A baby born 12 weeks prematurely for her mother to be treated for cancer has died.
Metropolitan Police officer Heidi Loughlin, 32, discovered she had a rare and aggressive form of breast cancer after falling pregnant with her third child.
Doctors offered her an abortion and told her she shouldstart life-saving treatment immediately, which would have been harmful to her unborn baby. But Loughlin, of Portishead, north Somerset, decided to put her own life at risk by delaying chemotherapy in favour of a less effective treatment.
Ally Louise Smith was born by C-section on December 11 weighing just 1049g but died eight days later.

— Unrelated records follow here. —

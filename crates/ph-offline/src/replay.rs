use std::sync::{Arc, Mutex, MutexGuard, PoisonError};
use tokio::sync::broadcast;
use tokio::task::JoinHandle;

use crate::connectivity::ConnectivityMonitor;
use crate::error::OfflineError;
use crate::record::{BufferKey, PendingRecord};
use crate::remote::{self, RemoteApi};
use crate::store::BufferStore;

#[derive(Debug, Clone, Copy, PartialEq, Eq)]
pub enum ReplayState {
    Idle,
    /// Snapshot taken, batch request in flight.
    Draining,
    /// Response received, deciding whether the snapshot can be dropped.
    Reconciling,
}

#[derive(Debug, Clone, PartialEq, Eq)]
pub enum ReplayOutcome {
    /// Another replay was already running.
    Skipped,
    Empty,
    Submitted { count: usize },
    Rejected { message: String },
    Failed { reason: String },
}

/// Published once per successful replay.
#[derive(Debug, Clone, PartialEq, Eq)]
pub struct ReplaySucceeded {
    pub count: usize,
}

/// Sends everything in the buffer as one batch and drops it only after the
/// API accepted the batch. Only the keys present in the snapshot are removed,
/// so a record buffered while a request is in flight waits for the next
/// replay instead of being deleted unsent.
pub struct ReplayEngine {
    store: Arc<dyn BufferStore>,
    remote: Arc<dyn RemoteApi>,
    state: Mutex<ReplayState>,
    notifications: broadcast::Sender<ReplaySucceeded>,
}

impl ReplayEngine {
    pub fn new(store: Arc<dyn BufferStore>, remote: Arc<dyn RemoteApi>) -> Self {
        let (notifications, _) = broadcast::channel(16);
        Self {
            store,
            remote,
            state: Mutex::new(ReplayState::Idle),
            notifications,
        }
    }

    pub fn state(&self) -> ReplayState {
        *lock(&self.state)
    }

    pub fn subscribe(&self) -> broadcast::Receiver<ReplaySucceeded> {
        self.notifications.subscribe()
    }

    /// Replays now if online, then again on every reconnect until the
    /// returned handle is aborted.
    pub async fn start(self: &Arc<Self>, monitor: &ConnectivityMonitor) -> JoinHandle<()> {
        let engine = Arc::clone(self);
        let watcher = monitor.on_reconnect(move || {
            let engine = Arc::clone(&engine);
            async move {
                engine.replay().await;
            }
        });

        if monitor.is_online() {
            self.replay().await;
        }
        watcher
    }

    /// Never returns an error: every failure is logged and leaves the buffer
    /// as it was.
    pub async fn replay(&self) -> ReplayOutcome {
        let Some(flight) = InFlight::begin(&self.state) else {
            tracing::debug!("replay already in flight");
            return ReplayOutcome::Skipped;
        };

        let snapshot = match self.store.drain().await {
            Ok(snapshot) => snapshot,
            Err(err) => {
                tracing::error!(error = %err, "reading offline buffer failed");
                return ReplayOutcome::Failed {
                    reason: err.to_string(),
                };
            }
        };
        if snapshot.is_empty() {
            return ReplayOutcome::Empty;
        }

        let (keys, records): (Vec<BufferKey>, Vec<PendingRecord>) = snapshot
            .into_iter()
            .map(|entry| (entry.key, entry.record))
            .unzip();
        let count = records.len();
        tracing::info!(count, "replaying buffered pizzas");

        let response = remote::submit_batch(self.remote.as_ref(), &records).await;
        flight.advance(ReplayState::Reconciling);

        match response {
            Ok(_) => self.reconcile(&keys).await,
            Err(OfflineError::RemoteRejected(message)) => {
                tracing::warn!(count, message = %message, "replay rejected; records kept");
                ReplayOutcome::Rejected { message }
            }
            Err(err) => {
                tracing::warn!(count, error = %err, "replay failed; records kept");
                ReplayOutcome::Failed {
                    reason: err.to_string(),
                }
            }
        }
    }

    async fn reconcile(&self, keys: &[BufferKey]) -> ReplayOutcome {
        if let Err(err) = self.store.remove(keys).await {
            tracing::error!(
                count = keys.len(),
                error = %err,
                "batch accepted but buffer could not be emptied; records will be sent again"
            );
            return ReplayOutcome::Failed {
                reason: err.to_string(),
            };
        }

        let count = keys.len();
        tracing::info!(count, "all saved pizzas have been submitted");
        // no subscribers is fine
        let _ = self.notifications.send(ReplaySucceeded { count });
        ReplayOutcome::Submitted { count }
    }
}

fn lock(state: &Mutex<ReplayState>) -> MutexGuard<'_, ReplayState> {
    state.lock().unwrap_or_else(PoisonError::into_inner)
}

/// Single-flight guard. Returns the engine to `Idle` when dropped, including
/// when the replay future itself is dropped mid-request.
struct InFlight<'a> {
    state: &'a Mutex<ReplayState>,
}

impl<'a> InFlight<'a> {
    fn begin(state: &'a Mutex<ReplayState>) -> Option<Self> {
        let mut current = lock(state);
        if *current != ReplayState::Idle {
            return None;
        }
        *current = ReplayState::Draining;
        Some(Self { state })
    }

    fn advance(&self, next: ReplayState) {
        *lock(self.state) = next;
    }
}

impl Drop for InFlight<'_> {
    fn drop(&mut self) {
        *lock(self.state) = ReplayState::Idle;
    }
}

#[cfg(test)]
mod tests {
    use super::*;
    use crate::store::SqliteBufferStore;
    use async_trait::async_trait;
    use serde_json::{json, Value};
    use std::collections::VecDeque;
    use std::sync::atomic::{AtomicUsize, Ordering};
    use std::time::Duration;
    use tokio::sync::Notify;
    use tokio::time::timeout;

    const WAIT: Duration = Duration::from_secs(2);

    /// Scripted API: answers from a queue (default: echo success) and can
    /// hold a request open until released.
    #[derive(Default)]
    struct MockRemote {
        calls: AtomicUsize,
        bodies: Mutex<Vec<Value>>,
        responses: Mutex<VecDeque<Result<Value, OfflineError>>>,
        hold: Option<Hold>,
    }

    struct Hold {
        entered: Notify,
        release: Notify,
    }

    impl MockRemote {
        fn answering(response: Result<Value, OfflineError>) -> Self {
            let remote = Self::default();
            remote.responses.lock().unwrap().push_back(response);
            remote
        }

        fn held() -> Self {
            Self {
                hold: Some(Hold {
                    entered: Notify::new(),
                    release: Notify::new(),
                }),
                ..Self::default()
            }
        }

        fn calls(&self) -> usize {
            self.calls.load(Ordering::SeqCst)
        }

        async fn wait_entered(&self) {
            let hold = self.hold.as_ref().expect("held remote");
            timeout(WAIT, hold.entered.notified()).await.expect("request started");
        }

        fn release(&self) {
            self.hold.as_ref().expect("held remote").release.notify_one();
        }
    }

    #[async_trait]
    impl RemoteApi for MockRemote {
        async fn create(&self, body: &Value) -> Result<Value, OfflineError> {
            self.calls.fetch_add(1, Ordering::SeqCst);
            self.bodies.lock().unwrap().push(body.clone());
            if let Some(hold) = &self.hold {
                hold.entered.notify_one();
                hold.release.notified().await;
            }
            self.responses
                .lock()
                .unwrap()
                .pop_front()
                .unwrap_or_else(|| Ok(body.clone()))
        }
    }

    fn pizza(name: &str) -> PendingRecord {
        PendingRecord::new(json!({ "name": name })).unwrap()
    }

    async fn buffered(store: &SqliteBufferStore) -> Vec<PendingRecord> {
        store
            .drain()
            .await
            .unwrap()
            .into_iter()
            .map(|entry| entry.record)
            .collect()
    }

    async fn setup(remote: MockRemote) -> (Arc<ReplayEngine>, Arc<SqliteBufferStore>, Arc<MockRemote>) {
        let store = Arc::new(SqliteBufferStore::open_in_memory().await.unwrap());
        let remote = Arc::new(remote);
        let engine = Arc::new(ReplayEngine::new(store.clone(), remote.clone()));
        (engine, store, remote)
    }

    #[tokio::test]
    async fn accepted_batch_empties_buffer_and_notifies_once() {
        let (engine, store, remote) = setup(MockRemote::answering(Ok(json!([
            { "_id": "1" },
            { "_id": "2" }
        ]))))
        .await;
        store.append(&pizza("Margherita")).await.unwrap();
        store.append(&pizza("Pepperoni")).await.unwrap();
        let mut notifications = engine.subscribe();

        let outcome = engine.replay().await;

        assert_eq!(outcome, ReplayOutcome::Submitted { count: 2 });
        assert_eq!(store.len().await.unwrap(), 0);
        assert_eq!(
            remote.bodies.lock().unwrap().as_slice(),
            &[json!([{ "name": "Margherita" }, { "name": "Pepperoni" }])]
        );
        assert_eq!(
            notifications.try_recv().unwrap(),
            ReplaySucceeded { count: 2 }
        );
        assert!(notifications.try_recv().is_err());
        assert_eq!(engine.state(), ReplayState::Idle);
    }

    #[tokio::test]
    async fn rejected_batch_keeps_buffer() {
        let (engine, store, _remote) = setup(MockRemote::answering(Ok(json!({
            "message": "Validation failed"
        }))))
        .await;
        store.append(&pizza("Hawaiian")).await.unwrap();
        let mut notifications = engine.subscribe();

        let outcome = engine.replay().await;

        assert_eq!(
            outcome,
            ReplayOutcome::Rejected {
                message: "Validation failed".into()
            }
        );
        assert_eq!(buffered(&store).await, vec![pizza("Hawaiian")]);
        assert!(notifications.try_recv().is_err());
        assert_eq!(engine.state(), ReplayState::Idle);
    }

    #[tokio::test]
    async fn transport_failure_keeps_buffer() {
        let (engine, store, _remote) = setup(MockRemote::answering(Err(
            OfflineError::TransportFailure("connection refused".into()),
        )))
        .await;
        store.append(&pizza("Margherita")).await.unwrap();
        store.append(&pizza("Pepperoni")).await.unwrap();
        let before = buffered(&store).await;

        let outcome = engine.replay().await;

        assert!(matches!(outcome, ReplayOutcome::Failed { .. }));
        assert_eq!(buffered(&store).await, before);
    }

    #[tokio::test]
    async fn empty_buffer_on_open_makes_no_request() {
        let (engine, _store, remote) = setup(MockRemote::default()).await;
        let monitor = ConnectivityMonitor::new(true);

        let watcher = engine.start(&monitor).await;

        assert_eq!(remote.calls(), 0);
        assert_eq!(engine.replay().await, ReplayOutcome::Empty);
        assert_eq!(remote.calls(), 0);
        watcher.abort();
    }

    #[tokio::test]
    async fn start_while_online_replays_existing_buffer() {
        let (engine, store, remote) = setup(MockRemote::default()).await;
        store.append(&pizza("Supreme")).await.unwrap();
        let monitor = ConnectivityMonitor::new(true);

        let watcher = engine.start(&monitor).await;

        assert_eq!(remote.calls(), 1);
        assert_eq!(store.len().await.unwrap(), 0);
        watcher.abort();
    }

    #[tokio::test]
    async fn start_while_offline_waits_for_reconnect() {
        let (engine, store, remote) = setup(MockRemote::default()).await;
        store.append(&pizza("Veggie")).await.unwrap();
        let monitor = ConnectivityMonitor::new(false);
        let mut notifications = engine.subscribe();

        let watcher = engine.start(&monitor).await;
        assert_eq!(remote.calls(), 0);

        monitor.set_online(true);
        let succeeded = timeout(WAIT, notifications.recv()).await.unwrap().unwrap();

        assert_eq!(succeeded, ReplaySucceeded { count: 1 });
        assert_eq!(store.len().await.unwrap(), 0);
        watcher.abort();
    }

    #[tokio::test]
    async fn rapid_reconnects_submit_the_buffer_once() {
        let (engine, store, remote) = setup(MockRemote::held()).await;
        store.append(&pizza("Margherita")).await.unwrap();
        store.append(&pizza("Pepperoni")).await.unwrap();
        let monitor = ConnectivityMonitor::new(false);
        let mut notifications = engine.subscribe();
        let watcher = engine.start(&monitor).await;

        monitor.set_online(true);
        remote.wait_entered().await;
        for _ in 0..4 {
            monitor.set_online(false);
            monitor.set_online(true);
        }
        tokio::time::sleep(Duration::from_millis(50)).await;
        assert_eq!(remote.calls(), 1);

        remote.release();
        let succeeded = timeout(WAIT, notifications.recv()).await.unwrap().unwrap();
        tokio::time::sleep(Duration::from_millis(50)).await;

        assert_eq!(succeeded, ReplaySucceeded { count: 2 });
        assert_eq!(remote.calls(), 1);
        assert_eq!(store.len().await.unwrap(), 0);
        assert!(notifications.try_recv().is_err());
        watcher.abort();
    }

    #[tokio::test]
    async fn second_trigger_while_draining_is_ignored() {
        let (engine, store, remote) = setup(MockRemote::held()).await;
        store.append(&pizza("Margherita")).await.unwrap();

        let first = tokio::spawn({
            let engine = Arc::clone(&engine);
            async move { engine.replay().await }
        });
        remote.wait_entered().await;
        assert_eq!(engine.state(), ReplayState::Draining);

        assert_eq!(engine.replay().await, ReplayOutcome::Skipped);
        assert_eq!(engine.replay().await, ReplayOutcome::Skipped);

        remote.release();
        let outcome = first.await.unwrap();

        assert_eq!(outcome, ReplayOutcome::Submitted { count: 1 });
        assert_eq!(remote.calls(), 1);
        assert_eq!(engine.state(), ReplayState::Idle);
    }

    #[tokio::test]
    async fn record_buffered_during_replay_survives_success() {
        let (engine, store, remote) = setup(MockRemote::held()).await;
        store.append(&pizza("Margherita")).await.unwrap();

        let first = tokio::spawn({
            let engine = Arc::clone(&engine);
            async move { engine.replay().await }
        });
        remote.wait_entered().await;
        store.append(&pizza("Calzone")).await.unwrap();
        remote.release();

        assert_eq!(first.await.unwrap(), ReplayOutcome::Submitted { count: 1 });
        assert_eq!(buffered(&store).await, vec![pizza("Calzone")]);
        assert_eq!(
            remote.bodies.lock().unwrap().as_slice(),
            &[json!([{ "name": "Margherita" }])]
        );
    }

    #[tokio::test]
    async fn dropped_replay_returns_engine_to_idle() {
        let (engine, store, remote) = setup(MockRemote::held()).await;
        store.append(&pizza("Margherita")).await.unwrap();

        let first = tokio::spawn({
            let engine = Arc::clone(&engine);
            async move { engine.replay().await }
        });
        remote.wait_entered().await;
        first.abort();
        let _ = first.await;

        assert_eq!(engine.state(), ReplayState::Idle);
        assert_eq!(store.len().await.unwrap(), 1);
    }
}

Loughlin wrote a poem on her blog: "Yesterday afternoon our hearts broke in two. For we had to say goodbye to you." It continued: "The pain in my body and heart and my soul feels it will consume me and leave me un-whole."
Heidi, who has sons Noah, 2, and Tait, 1, with partner Keith, was breastfeeding her youngest child when she noticed a rash in February. Doctors said she had mastitis - a condition that makes breastfeeding painful for new mums.
But after falling pregnant three months later, tests revealed she had inflammatory breast cancer.
She decided against an intensive form of chemotherapy because it would harm the child and instead began a course of treatment with the powerful drug Herceptin after Ally's birth.